After finding the line containing "let mut found = None;" below, please output that line and each following one through the line containing "the heading and the next", exactly as written.

## Stored data
•••
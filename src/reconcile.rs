//! Intersection of commit-referenced issues with release-note-tagged issues.

use crate::tracker::Issue;
use std::collections::HashSet;

/// Filter `issues` down to those whose id appears in `committed`, preserving
/// the tracker's listing order. Issues are keyed uniquely by id, so a
/// duplicate listing contributes nothing beyond its first occurrence.
pub fn reconcile(committed: &HashSet<u64>, issues: Vec<Issue>) -> Vec<Issue> {
    let mut seen = HashSet::new();
    issues
        .into_iter()
        .filter(|issue| committed.contains(&issue.nid) && seen.insert(issue.nid))
        .collect()
}

#[cfg(test)]
mod tests {
    use super::*;
    use crate::tracker::IssueBody;

    fn issue(nid: u64, title: &str) -> Issue {
        Issue {
            nid,
            title: title.to_string(),
            body: IssueBody::default(),
        }
    }

    #[test]
    fn keeps_only_committed_issues_in_listing_order() {
        let committed: HashSet<u64> = [22, 11].into_iter().collect();
        let issues = vec![issue(11, "first"), issue(33, "skipped"), issue(22, "second")];

        let reconciled = reconcile(&committed, issues);

        let ids: Vec<u64> = reconciled.iter().map(|issue| issue.nid).collect();
        assert_eq!(ids, vec![11, 22]);
    }

    #[test]
    fn empty_intersection_is_valid() {
        let committed: HashSet<u64> = [99].into_iter().collect();
        let issues = vec![issue(11, "first")];

        assert!(reconcile(&committed, issues).is_empty());
    }

    #[test]
    fn duplicate_listings_collapse_to_the_first_occurrence() {
        let committed: HashSet<u64> = [11].into_iter().collect();
        let issues = vec![issue(11, "first"), issue(11, "again")];

        let reconciled = reconcile(&committed, issues);

        assert_eq!(reconciled.len(), 1);
        assert_eq!(reconciled[0].title, "first");
    }
}
pub mod cli;
pub mod client;
pub mod config;
pub mod error;
pub mod export;
pub mod extract;
pub mod forge;
pub mod matcher;
pub mod reconcile;
pub mod release;
pub mod report;
pub mod tracker;
pub mod ui;
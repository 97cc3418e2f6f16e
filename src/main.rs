use clap::Parser;
use colored::Colorize;
use relnotes::cli::Cli;
use relnotes::export;
use std::process;

fn main() {
    let cli = Cli::parse();

    if let Err(err) = export::execute(&cli) {
        eprintln!("{} {}", "Error:".bold().red(), err.user_message());
        process::exit(1);
    }
}
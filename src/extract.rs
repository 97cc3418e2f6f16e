//! Release-note extraction from issue description HTML.
//!
//! Issue bodies are loosely structured author-written HTML. The release-note
//! section is located either by the `summary-release-notes` anchor id or by
//! the last `h2`/`h3` heading mentioning the word "release". Everything
//! between that heading and the next `h2`/`h3` becomes the note body.

use crate::report::nl2br;
use crate::tracker::Issue;
use once_cell::sync::Lazy;
use regex::Regex;
use scraper::{ElementRef, Html, Node, Selector};

static NOTES_ANCHOR: Lazy<Selector> = Lazy::new(|| {
    Selector::parse("#summary-release-notes").expect("Failed to compile notes anchor selector")
});

static SECTION_HEADINGS: Lazy<Selector> =
    Lazy::new(|| Selector::parse("h2, h3").expect("Failed to compile heading selector"));

static RELEASE_WORD: Lazy<Regex> =
    Lazy::new(|| Regex::new(r"(?i)\brelease\b").expect("Failed to compile release word regex"));

/// Sections whose trimmed text is at or below this length carry no usable
/// note, only leftovers such as a bare heading.
const MIN_SECTION_LENGTH: usize = 9;

/// An extracted, display-ready release note.
#[derive(Debug, Clone, PartialEq, Eq)]
pub struct ReleaseNote {
    pub issue_id: u64,
    pub issue_title: String,
    pub html: String,
}

/// An issue whose description yielded no usable release-note section.
#[derive(Debug, Clone, PartialEq, Eq)]
pub struct MissingNote {
    pub issue_id: u64,
    pub issue_title: String,
}

/// Outcome of extraction: every issue produces exactly one of the two.
#[derive(Debug, Clone, PartialEq, Eq)]
pub enum Extraction {
    Found(ReleaseNote),
    Missing(MissingNote),
}

/// Extract the release-note section from an issue's description body.
pub fn extract(issue: &Issue, issue_url_base: &str) -> Extraction {
    let document = Html::parse_fragment(&issue.body.value);

    let Some(heading) = find_section_heading(&document) else {
        return missing(issue);
    };

    let section = collect_section(heading);
    let text = html_escape::encode_text(&strip_markup(&section)).into_owned();
    if text.trim().len() <= MIN_SECTION_LENGTH {
        return missing(issue);
    }

    let attribution = format!(
        "&lt;!--From <a href='{issue_url_base}{id}'>#{id} {title}</a>-->",
        id = issue.nid,
        title = issue.title,
    );
    Extraction::Found(ReleaseNote {
        issue_id: issue.nid,
        issue_title: issue.title.clone(),
        html: nl2br(&format!("{attribution}\n\n{text}")),
    })
}

fn missing(issue: &Issue) -> Extraction {
    Extraction::Missing(MissingNote {
        issue_id: issue.nid,
        issue_title: issue.title.clone(),
    })
}

/// Locate the heading that opens the release-note section. The anchor id is
/// authoritative; otherwise headings are scanned in document order and the
/// last one mentioning "release" wins.
fn find_section_heading(document: &Html) -> Option<ElementRef<'_>> {
    if let Some(anchor) = document.select(&NOTES_ANCHOR).next() {
        return Some(anchor);
    }

    let mut found = None;
    for candidate in document.select(&SECTION_HEADINGS) {
        let text: String = candidate.text().collect();
        if RELEASE_WORD.is_match(&text) {
            found = Some(candidate);
        }
    }
    found
}

/// Inner markup of every element sibling between the heading and the next
/// `h2`/`h3`, joined with newlines.
fn collect_section(heading: ElementRef<'_>) -> String {
    let mut parts = Vec::new();
    for node in heading.next_siblings() {
        if let Some(element) = ElementRef::wrap(node) {
            let name = element.value().name();
            if name == "h2" || name == "h3" {
                break;
            }
            parts.push(element.inner_html());
        }
    }
    parts.join("\n")
}

/// Drop all markup except `<a>` and `<code>` elements, keeping their
/// attributes, and flatten everything else to its text content.
fn strip_markup(html: &str) -> String {
    let fragment = Html::parse_fragment(html);
    let mut out = String::new();
    collect_text(fragment.root_element(), &mut out);
    out
}

fn collect_text(element: ElementRef<'_>, out: &mut String) {
    for node in element.children() {
        if let Some(child) = ElementRef::wrap(node) {
            let name = child.value().name();
            if name == "a" || name == "code" {
                out.push('<');
                out.push_str(name);
                for (attr, value) in child.value().attrs() {
                    out.push_str(&format!(" {attr}=\"{value}\""));
                }
                out.push('>');
                collect_text(child, out);
                out.push_str("</");
                out.push_str(name);
                out.push('>');
            } else {
                collect_text(child, out);
            }
        } else if let Node::Text(text) = node.value() {
            out.push_str(text);
        }
    }
}
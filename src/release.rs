use crate::error::{ExportError, Result};
use semver::Version;
use std::fmt;

/// Release coordinates derived from the version argument.
///
/// A release `major.minor.patch` collects commits from the `major.minor.x`
/// branch and issues tagged `<version> release notes` on the tracker.
#[derive(Debug, Clone)]
pub struct Release {
    version: Version,
}

impl Release {
    pub fn parse(input: &str) -> Result<Self> {
        let version = Version::parse(input).map_err(|err| ExportError::InvalidVersion {
            input: input.to_string(),
            reason: err.to_string(),
        })?;
        Ok(Self { version })
    }

    /// Branch receiving commits for this release line.
    pub fn branch(&self) -> String {
        format!("{}.{}.x", self.version.major, self.version.minor)
    }

    /// Anchored search prefix selecting tags of this release line.
    pub fn tag_search(&self) -> String {
        format!("^{}.{}", self.version.major, self.version.minor)
    }

    /// Tracker tag labelling issues that carry notes for this release.
    pub fn note_tag_label(&self) -> String {
        format!("{} release notes", self.version)
    }
}

impl fmt::Display for Release {
    fn fmt(&self, f: &mut fmt::Formatter<'_>) -> fmt::Result {
        write!(f, "{}", self.version)
    }
}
•••
## OUTPUT BELOW
    let mut found = None;
    for candidate in document.select(&SECTION_HEADINGS) {
        let text: String = candidate.text().collect();
        if RELEASE_WORD.is_match(&text) {
            found = Some(candidate);
        }
    }
    found
}

/// Inner markup of every element sibling between the heading and the next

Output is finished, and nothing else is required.